Who knew I would turn out to be the sissy? I always thought I would be the "strict"parent if you will. As it turns out, I'm a complete emotional mush-ball when it comes to the tougher sides of being a parent. Starting with day 1 when we brought Bowman home I collapsed in hysteric tears at the sight of skin irritation in his diaper region, diaper rash on his brand new delicate skin. I had 10 tubes of different diaper cream on the changing table, and probably used them all at once. In steps AJ and completely takes over the changing of ALL diaper for the first 3 weeks while mama could get a grip.At 3 weeks when bowman started getting a bit of reflux and cried during eating, I cried too. In steps AJ and takes over bottle feeding the milk I pumped until we got Bowman some relief. Same story with Bowman's circumcision (which was done at 2 weeks per our birth hospitals policy so not to interfere with initial breastfeeding), and vaccinations. AJ is the backbone of the tough stuff.
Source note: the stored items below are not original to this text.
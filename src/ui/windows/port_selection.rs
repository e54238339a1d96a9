use bevy_egui::egui;

use crate::app::AppState;
use crate::config::BAUD_RATES;
use crate::persistence::PersistentSettings;

/// Renders the Settings > Port Selection window
pub fn render_port_selection_window(
    ctx: &egui::Context,
    state: &mut AppState,
    persistent_settings: &mut PersistentSettings,
) {
    let mut show_port_selection = state.show_port_selection;

    if show_port_selection {
        egui::Window::new("Port Selection")
            .open(&mut show_port_selection)
            .resizable(false)
            .default_width(320.0)
            .show(ctx, |ui| {
                render_port_list(ui, state, persistent_settings);
                ui.separator();
                render_baud_rate(ui, persistent_settings);
                ui.separator();
                render_connect_controls(ui, state, persistent_settings);
            });

        state.show_port_selection = show_port_selection && !state.is_connected();
    }
}

fn render_port_list(ui: &mut egui::Ui, state: &mut AppState, persistent_settings: &mut PersistentSettings) {
    ui.horizontal(|ui| {
        ui.label(format!("Available ports ({})", state.available_ports.len()));
        if ui.button("Refresh").clicked() {
            state.refresh_ports();
        }
    });

    if state.available_ports.is_empty() {
        ui.label("No serial ports found.");
    }

    for port in &state.available_ports {
        let selected = persistent_settings.port_path == port.name;
        if ui
            .selectable_label(selected, format!("{}  ({})", port.name, port.port_type))
            .clicked()
        {
            persistent_settings.port_path = port.name.clone();
        }
    }

    // Allow manual entry if not in list
    ui.horizontal(|ui| {
        ui.label("Port:");
        ui.text_edit_singleline(&mut persistent_settings.port_path);
    });
}

fn render_baud_rate(ui: &mut egui::Ui, persistent_settings: &mut PersistentSettings) {
    ui.horizontal(|ui| {
        ui.label("Baud rate:");
        egui::ComboBox::from_id_salt("baud_rate_select")
            .selected_text(persistent_settings.baud_rate.to_string())
            .show_ui(ui, |ui| {
                for rate in BAUD_RATES {
                    ui.selectable_value(&mut persistent_settings.baud_rate, rate, rate.to_string());
                }
            });
    });
}

fn render_connect_controls(ui: &mut egui::Ui, state: &mut AppState, persistent_settings: &PersistentSettings) {
    if state.is_connected() {
        ui.label("Disconnect before changing ports.");
        return;
    }
    if ui.button("Connect").clicked() {
        let result = state.connect(persistent_settings);
        if result.is_ok() {
            state.log_info(format!(
                "Opened {} at {} baud",
                persistent_settings.port_path, persistent_settings.baud_rate
            ));
        }
        state.report(result);
    }
}
//! APRS field types used by the device configuration
//!
//! Pure value types with validation; no I/O.

pub mod callsign;
pub mod phg;
pub mod position;
pub mod symbol;

pub use callsign::{CallSsid, Callsign, Ssid};
pub use phg::Phg;
pub use position::Position;
pub use symbol::Symbol;
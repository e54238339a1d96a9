use bevy::prelude::*;
use bevy::window::WindowResolution;
use bevy_egui::EguiPlugin;

use tinyaprs_config::app::{AppState, device_sync_system};
use tinyaprs_config::config::APP_TITLE;
use tinyaprs_config::persistence::{PersistentSettings, auto_save_system};
use tinyaprs_config::ui::ui_system;

fn main() {
    env_logger::Builder::from_env(env_logger::Env::default().default_filter_or("info")).init();

    let settings = PersistentSettings::load();
    log::info!(
        "Starting {} (last port {} @ {} baud)",
        APP_TITLE,
        settings.port_path,
        settings.baud_rate
    );

    App::new()
        .add_plugins(
            DefaultPlugins
                .set(WindowPlugin {
                    primary_window: Some(Window {
                        title: APP_TITLE.to_string(),
                        resolution: WindowResolution::new(980.0, 640.0),
                        ..default()
                    }),
                    ..default()
                })
                // env_logger owns the global logger
                .disable::<bevy::log::LogPlugin>(),
        )
        .add_plugins(EguiPlugin)
        .init_resource::<AppState>()
        .insert_resource(settings)
        .add_systems(Startup, setup_camera)
        .add_systems(Update, (device_sync_system, ui_system, auto_save_system).chain())
        .run();
}

fn setup_camera(mut commands: Commands) {
    commands.spawn(Camera2d);
}
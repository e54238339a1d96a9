pub mod config_form;
pub mod console;
pub mod menu;
pub mod status_bar;

pub use config_form::render_config_form;
pub use console::render_console_section;
pub use menu::render_menu_bar;
pub use status_bar::render_status_bar;
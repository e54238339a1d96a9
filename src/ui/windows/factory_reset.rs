use bevy_egui::egui;

use crate::app::AppState;

/// Asks before wiping the device settings
pub fn render_factory_reset_window(ctx: &egui::Context, state: &mut AppState) {
    if !state.confirm_factory_reset {
        return;
    }

    let mut close = false;
    egui::Window::new("Factory reset")
        .collapsible(false)
        .resizable(false)
        .anchor(egui::Align2::CENTER_CENTER, [0.0, 0.0])
        .show(ctx, |ui| {
            ui.label("Clear all settings stored on the device and restart it?");
            ui.add_space(8.0);
            ui.horizontal(|ui| {
                if ui.button("Clear settings").clicked() {
                    let result = state.reboot(true);
                    state.report(result);
                    close = true;
                }
                if ui.button("Cancel").clicked() {
                    close = true;
                }
            });
        });

    if close {
        state.confirm_factory_reset = false;
    }
}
Now on to night time eating/sleeping; Daddy put his foot down and has taken over the muddled mess I've made of night time. You see 5 weeks ago things were great! At the encouragement of our pediatrician we decided to wean out the middle-of-the-night bottle feedings. However, being that I adamantly disagree with leaving a baby to cry alone, I soothed him through not having a bottle. (Because his nursery is all the way downstairs, Bowman sleeps in a pack'n'play in our room upstairs) After the first 2 nights he was sleeping from 7 to 5am. He did this for 2 weeks and then started with this midnight wake-up out of nowhere. At the same time AJ was out of town for business for the week and I was stressed prepping for an executive board presentation I had at the end of the week, and so I caved. I gave into the midnight bottle, and then came the 2am and the 4am. Next thing, 2 weeks of this had gone by. AJ and I agreed it was time to re-up, the next day he left for an overnight trip and i got hit with the stomach flu. The thing about these night-time wake ups is that he doesn't actually wake up. I just pop the bottle in, he downs a few ounces and is back out. The whole thing lasts about 5 to 10 minutes. But mama was exhausted.

AJ wasn't having anymore of it. He was concerned about me being so exhausted, and he knew his almost 8-month son was able to sleep through the night, he just needed our guidance. So AJ started Friday night (3 nights ago) and sissy-mama slept downstairs. It's like Bowman is so happy all the time that I'm actually afraid of him crying. Probably sounds silly but he really doesn't do real crying like I knew he would if he didn't get the bottle he was used to. It's weird but I feel anxiety over the idea of Bowman being upset so removing myself got me some sleep and avoided some emotional distress. Part of me felt guilty but the 8 hours of sleep was awesome! When I came upstairs in the morning this is what I found:

They made it through the first night and he's been pretty much sleeping through the night since.

But I'm still a sissy. Bowman, you have dissolved my resolve, but look at you! who blame me?